UK's carers getting "inadequate support from health services"

New research conducted to mark Carers Week 2016 [1] reveal that the life chances of many of the 6.5 million people in the UK who care, unpaid, for a disabled, older or ill family member or friend, are being damaged by inadequate support from health services.

Carers are key partners in managing the care needs of the people they look after. They also form a hugely significant group of patients who need particular support to look after their own health. Despite this, full-time carers are twice as likely to be in bad health as non-carers [2].

Today's Carers Week research shows that health services are not doing enough to support carers:

  • Over half (55%) said their GP practice has not informed them about how they can get practical support as a carer, such as respite
  • Almost half (45%) said that their GP practice does not offer an annual health check for carers
  • Two in five (42%) said they haven't received any training or information to help keep them well
  • A quarter (26%) said they struggle to get to their own health tests, check-ups and specialist appointments
  • Almost a quarter (21%) said their hospital does not recognise their caring role

This inadequate support from local health services is having a significant impact on carers' life chances. As a result of the barriers carers face to maintaining a healthy lifestyle:

  • More than half (51%) have let a health problem go untreated
  • Half (50%) have seen their mental health get worse
  • Over a third (35%) have physically injured themselves
  •  Almost a third (31%) only get help when it's an emergency.

When carers are supported by their community, they are three times more likely to always be able to maintain a healthy lifestyle [3]. However, only a minority of carers say they actually feel valued and recognised by their community (26%), indicating that there is still a long way to go.

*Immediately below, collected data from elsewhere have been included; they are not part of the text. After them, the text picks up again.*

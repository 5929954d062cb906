//! Populate command handler

use nu_enroll::config::Config;
use nu_enroll::core::models::ConsolidationSummary;
use nu_enroll::core::pipeline::populate_store;
use nu_enroll::core::store::Store;
use nu_enroll::{error, info, verbose};
use std::path::{Path, PathBuf};

/// Directory to read semester files from: the argument, else config `data_dir`
pub fn resolve_data_dir(data_dir: Option<&Path>, config: &Config) -> PathBuf {
    data_dir.map_or_else(|| PathBuf::from(&config.paths.data_dir), Path::to_path_buf)
}

/// Rebuild the store from the semester files and report what was loaded
///
/// # Errors
/// Returns a message for any discovery, parse, or store failure.
pub fn run(data_dir: Option<&Path>, store: &Store, config: &Config) -> Result<ConsolidationSummary, String> {
    let data_dir = resolve_data_dir(data_dir, config);
    let summary = populate_store(store, &data_dir).map_err(|e| {
        error!("Populate failed for {}: {e}", data_dir.display());
        format!("✗ Failed to populate from {}: {e}", data_dir.display())
    })?;

    for (period, rows) in &summary.periods {
        verbose!("  {period}: {rows} rows");
    }
    println!(
        "✓ Loaded {} semesters ({} rows) into {}",
        summary.periods.len(),
        summary.unified_rows,
        store.path().display()
    );
    info!("Store populated: {}", store.path().display());
    Ok(summary)
}
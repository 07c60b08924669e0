//! ncnn `.param` / `.bin` writers.
//!
//! `.param` layout:
//!
//! ```text
//! 7767517
//! <layer_count> <blob_count>
//! <type:20><name:20> <n_in> <n_out> <inputs...> <outputs...> <id>=<value>...
//! ```
//!
//! `.bin` layout: for every `InnerProduct` layer in graph order, a 4-byte
//! little-endian `0` flag (plain float32 storage), the weights as
//! `(out_dim, in_dim)` row-major little-endian `f32`, then the bias when the
//! layer has one. There are no headers or separators; a loader finds block
//! boundaries by replaying `0=`, `1=` and `2=` from the `.param` file.

use std::io::Write;

use crate::{Graph, InnerProduct, Layer, LayerParams, Result};

/// Magic number on the first line of a `.param` file.
pub const PARAM_MAGIC: u32 = 7767517;

/// Flag preceding each weight block: unquantized float32 data.
pub const WEIGHT_FLAG_F32: i32 = 0;

const FIELD_WIDTH: usize = 20;

/// Render one `.param` layer line, without the trailing newline.
pub fn param_line(layer: &Layer) -> String {
    let mut line = format!(
        "{:<w$}{:<w$} {} {} {} {}",
        layer.type_name(),
        layer.name(),
        layer.inputs().len(),
        layer.outputs().len(),
        layer.inputs().join(" "),
        layer.outputs().join(" "),
        w = FIELD_WIDTH,
    );

    match &layer.params {
        LayerParams::Input { feature_count } => {
            line.push_str(&format!(" 0={feature_count}"));
        }
        LayerParams::InnerProduct(ip) => {
            line.push_str(&format!(
                " 0={} 1={} 2={}",
                ip.output_width,
                u8::from(ip.has_bias()),
                ip.weight_data_size()
            ));
        }
        LayerParams::Activation(_) => {}
    }
    line
}

/// Write the topology description.
pub fn write_param<W: Write>(graph: &Graph, w: &mut W) -> Result<()> {
    writeln!(w, "{PARAM_MAGIC}")?;
    writeln!(w, "{} {}", graph.len(), graph.blob_count())?;
    for layer in graph.layers() {
        writeln!(w, "{}", param_line(layer))?;
    }
    Ok(())
}

/// Encode the weight block of one dense layer.
pub fn weight_block(ip: &InnerProduct) -> Vec<u8> {
    let floats = ip.weight_data_size() + ip.bias.as_ref().map_or(0, Vec::len);
    let mut buf = Vec::with_capacity(4 + 4 * floats);

    buf.extend_from_slice(&WEIGHT_FLAG_F32.to_le_bytes());
    buf.extend(ip.weights.iter_transposed().flat_map(f32::to_le_bytes));
    if let Some(bias) = &ip.bias {
        buf.extend(bias.iter().flat_map(|v| v.to_le_bytes()));
    }
    buf
}

/// Write the binary weight data. Only `InnerProduct` layers contribute bytes.
pub fn write_bin<W: Write>(graph: &Graph, w: &mut W) -> Result<()> {
    for ip in graph.inner_products() {
        w.write_all(&weight_block(ip))?;
    }
    Ok(())
}
use std::fmt;
use std::io;

#[derive(Debug)]
pub enum Error {
    /// The source model is neither a classifier nor a regressor.
    UnsupportedModelType(String),
    /// An activation identifier with no ncnn mapping.
    UnsupportedActivation(String),
    /// Model matrices disagree with the declared layer sizes.
    InvalidShape(String),
    /// A serialized model could not be parsed or failed validation.
    InvalidData(String),
    Io(io::Error),
}

pub type Result<T> = std::result::Result<T, Error>;

impl fmt::Display for Error {
    fn fmt(&self, f: &mut fmt::Formatter<'_>) -> fmt::Result {
        match self {
            Error::UnsupportedModelType(msg) => write!(f, "unsupported model type: {msg}"),
            Error::UnsupportedActivation(msg) => write!(f, "unsupported activation: {msg}"),
            Error::InvalidShape(msg) => write!(f, "invalid shape: {msg}"),
            Error::InvalidData(msg) => write!(f, "invalid data: {msg}"),
            Error::Io(e) => write!(f, "i/o error: {e}"),
        }
    }
}

impl std::error::Error for Error {
    fn source(&self) -> Option<&(dyn std::error::Error + 'static)> {
        match self {
            Error::Io(e) => Some(e),
            _ => None,
        }
    }
}

impl From<io::Error> for Error {
    fn from(e: io::Error) -> Self {
        Error::Io(e)
    }
}
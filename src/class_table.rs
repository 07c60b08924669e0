//! Class table for classifiers: one label per line, in the model's class order.

use std::io::Write;

use crate::Result;

pub fn write_class_table<W: Write, S: AsRef<str>>(labels: &[S], w: &mut W) -> Result<()> {
    for label in labels {
        writeln!(w, "{}", label.as_ref())?;
    }
    Ok(())
}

Emily Holzhausen, who leads the Carers Week partnership, said: "If carers aren't supported to care well for themselves and their loved ones, they will be more likely to be unable to continue caring. If this happens, not only will the consequences for carers and their families be huge, but the NHS and public services will be forced to step in. With NHS and local authority budgets already stretched to their limits, this could put them under immeasurable pressure."

Simple actions that health and care services can take to improve the way they support carers, include:

  • Flexible appointment times to fit around someone's caring role, priority appointment slots for carers, or home visits for carers
  • Offer annual health checks for carers
  • Give carers information and advice about how to look after their own health, as well as signposting carers to local carers' organisations and support services
  • Involve carers in conversations about the treatment of the person they look after.


References:

[1] Building Carer Friendly Communities, Carers Week [2016]

The Carers Week research report, Building Carer Friendly Communities, is based on responses from 6,149 carers who completed Carers UK's annual State of Caring survey online between March-April 2016.